┌──

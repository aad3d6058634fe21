//! PGx worker main executable

pub mod common;
pub mod err;
pub mod pgx;

use clap::{Args, Parser, Subcommand};
use console::{Emoji, Term};

/// CLI parser based on clap.
#[derive(Debug, Parser)]
#[command(
    author,
    version,
    about = "Pharmacogenomic genotype to phenotype interpretation",
    long_about = "This tool calls star alleles and metabolizer status for pharmacogenes"
)]
struct Cli {
    /// Commonly used arguments
    #[command(flatten)]
    common: common::Args,

    /// The sub command to run
    #[command(subcommand)]
    command: Commands,
}

/// Enum supporting the parsing of top-level commands.
#[derive(Debug, Subcommand)]
enum Commands {
    /// Pharmacogenomics related commands.
    Pgx(Pgx),
}

/// Parsing of "pgx *" sub commands.
#[derive(Debug, Args)]
#[command(args_conflicts_with_subcommands = true)]
struct Pgx {
    /// The sub command to run
    #[command(subcommand)]
    command: PgxCommands,
}

/// Enum supporting the parsing of "pgx *" sub commands.
#[derive(Debug, Subcommand)]
enum PgxCommands {
    Extract(pgx::extract::Args),
    Call(pgx::call::Args),
    Profile(pgx::profile::Args),
    Benchmark(pgx::benchmark::Args),
}

fn main() -> Result<(), anyhow::Error> {
    let cli = Cli::parse();

    // Build a tracing subscriber according to the configuration in `cli.common`.
    let collector = tracing_subscriber::fmt()
        .with_target(false)
        .with_writer(std::io::stderr)
        .with_max_level(match cli.common.verbose.log_level() {
            Some(level) => match level {
                log::Level::Error => tracing::Level::ERROR,
                log::Level::Warn => tracing::Level::WARN,
                log::Level::Info => tracing::Level::INFO,
                log::Level::Debug => tracing::Level::DEBUG,
                log::Level::Trace => tracing::Level::TRACE,
            },
            None => tracing::Level::INFO,
        })
        .compact()
        .finish();

    // Install collector and go into sub commands.
    let term = Term::stderr();
    tracing::subscriber::with_default(collector, || {
        match &cli.command {
            Commands::Pgx(pgx) => match &pgx.command {
                PgxCommands::Extract(args) => pgx::extract::run(&cli.common, args)?,
                PgxCommands::Call(args) => pgx::call::run(&cli.common, args)?,
                PgxCommands::Profile(args) => pgx::profile::run(&cli.common, args)?,
                PgxCommands::Benchmark(args) => pgx::benchmark::run(&cli.common, args)?,
            },
        }

        Ok::<(), anyhow::Error>(())
    })?;
    term.write_line(&format!("All done. Have a nice day!{}", Emoji(" 😃", "")))?;

    Ok(())
}
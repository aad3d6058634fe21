use std::path::PathBuf;

/// Errors raised by the interpretation engine.
///
/// Only `NotFound` on the primary variant file and `UnsupportedGene` are fatal for a
/// command; `NotFound` on reference tables means "no curated data for this gene".
#[derive(thiserror::Error, Debug)]
pub enum PgxError {
    #[error("file not found: {0:?}")]
    NotFound(PathBuf),
    #[error("problem processing input: {0}")]
    Processing(String),
    #[error("unsupported gene: {0}")]
    UnsupportedGene(String),
}

impl PgxError {
    /// Wrap any displayable fault into `PgxError::Processing`.
    pub fn processing<E: std::fmt::Display>(e: E) -> Self {
        PgxError::Processing(e.to_string())
    }

    pub fn is_not_found(&self) -> bool {
        matches!(self, PgxError::NotFound(_))
    }
}

#[cfg(test)]
mod test {
    #[test]
    fn processing_wraps_message() {
        let err = super::PgxError::processing("bad gzip header");
        assert_eq!(err.to_string(), "problem processing input: bad gzip header");
        assert!(!err.is_not_found());
    }

    #[test]
    fn not_found_is_not_found() {
        let err = super::PgxError::NotFound("x.vcf".into());
        assert!(err.is_not_found());
    }
}
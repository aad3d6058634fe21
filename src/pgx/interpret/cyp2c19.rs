//! CYP2C19 convenience wrapper.

use crate::{
    err::PgxError,
    pgx::{input::VariantInput, loci::Gene, tables::ReferenceData},
};

use super::{interpret_star_gene, StarGeneResult};

/// Interpret CYP2C19; `None` if the curated tables are missing.
pub fn interpret_cyp2c19(
    input: &VariantInput,
    data: &ReferenceData,
) -> Result<Option<StarGeneResult>, PgxError> {
    interpret_star_gene(Gene::Cyp2c19, input, data)
}

#[cfg(test)]
mod test {
    use pretty_assertions::assert_eq;

    use super::interpret_cyp2c19;
    use crate::pgx::{
        input::{GenotypeCall, VariantInput},
        phenotype::MetabolizerStatus,
        tables::ReferenceData,
    };

    #[test]
    fn het_star2_full() -> Result<(), anyhow::Error> {
        let input = VariantInput::full([("rs4244285", GenotypeCall::new("G", "A", "0/1"))]);

        let result = interpret_cyp2c19(&input, &ReferenceData::default())?.expect("tables");

        assert_eq!(result.diplotype, "*1/*2");
        assert_eq!(result.status, MetabolizerStatus::Intermediate);
        assert_eq!(result.status.to_string(), "intermediate_metabolizer");

        Ok(())
    }

    #[rstest::rstest]
    #[case(vec![], "*1/*1", MetabolizerStatus::Extensive)]
    #[case(vec![("rs4244285", "A")], "*1/*2", MetabolizerStatus::Intermediate)]
    #[case(vec![("rs12248560", "T")], "*1/*17", MetabolizerStatus::Extensive)]
    #[case(vec![("rs4244285", "A"), ("rs4986893", "A")], "*2/*3", MetabolizerStatus::Poor)]
    #[case(vec![("rs12248560", "T"), ("rs4244285", "A")], "*2/*17", MetabolizerStatus::Intermediate)]
    #[case(vec![("rs4244285", "G")], "*1/*1", MetabolizerStatus::Extensive)]
    fn simple_input(
        #[case] bases: Vec<(&str, &str)>,
        #[case] diplotype: &str,
        #[case] status: MetabolizerStatus,
    ) -> Result<(), anyhow::Error> {
        let result = interpret_cyp2c19(&VariantInput::simple(bases), &ReferenceData::default())?
            .expect("tables");

        assert_eq!(result.diplotype, diplotype);
        assert_eq!(result.status, status);

        Ok(())
    }

    #[test]
    fn hom_star17_full_is_ultra_rapid() -> Result<(), anyhow::Error> {
        let input = VariantInput::full([("rs12248560", GenotypeCall::new("C", "T", "1/1"))]);

        let result = interpret_cyp2c19(&input, &ReferenceData::default())?.expect("tables");

        assert_eq!(result.diplotype, "*17/*17");
        assert_eq!(result.phenotype, "Ultrarapid Metabolizer");
        assert_eq!(result.status, MetabolizerStatus::UltraRapid);

        Ok(())
    }

    #[rstest::rstest]
    #[case("rs12248560", "C", "T", "*17/*8", MetabolizerStatus::Intermediate)]
    #[case("rs4986893", "G", "A", "*3/*8", MetabolizerStatus::Poor)]
    #[case("rs28399504", "A", "G", "*4/*8", MetabolizerStatus::Poor)]
    fn star8_pairs_full(
        #[case] rsid: &str,
        #[case] reference: &str,
        #[case] alternative: &str,
        #[case] diplotype: &str,
        #[case] status: MetabolizerStatus,
    ) -> Result<(), anyhow::Error> {
        let input = VariantInput::full([
            ("rs41291556", GenotypeCall::new("T", "C", "0/1")),
            (rsid, GenotypeCall::new(reference, alternative, "0/1")),
        ]);

        let result = interpret_cyp2c19(&input, &ReferenceData::default())?.expect("tables");

        assert_eq!(result.diplotype, diplotype);
        assert_eq!(result.status, status);

        Ok(())
    }

    #[rstest::rstest]
    #[case(vec![("rs41291556", "C"), ("rs12248560", "T")], "*8/*17", MetabolizerStatus::Intermediate)]
    #[case(vec![("rs41291556", "C"), ("rs4244285", "A")], "*2/*8", MetabolizerStatus::Poor)]
    fn star8_pairs_simple(
        #[case] bases: Vec<(&str, &str)>,
        #[case] diplotype: &str,
        #[case] status: MetabolizerStatus,
    ) -> Result<(), anyhow::Error> {
        let result = interpret_cyp2c19(&VariantInput::simple(bases), &ReferenceData::default())?
            .expect("tables");

        assert_eq!(result.diplotype, diplotype);
        assert_eq!(result.status, status);

        Ok(())
    }

    #[test]
    fn missing_tables() -> Result<(), anyhow::Error> {
        let tmp_dir = temp_testdir::TempDir::default();
        let input = VariantInput::simple([("rs4244285", "A")]);

        let result = interpret_cyp2c19(&input, &ReferenceData::new(tmp_dir.to_path_buf()))?;

        assert!(result.is_none());

        Ok(())
    }
}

└──

What is being asked: Where a line of the material above holds the string "rsid", copy that line.

Result:
        #[case] rsid: &str,
            (rsid, GenotypeCall::new(reference, alternative, "0/1")),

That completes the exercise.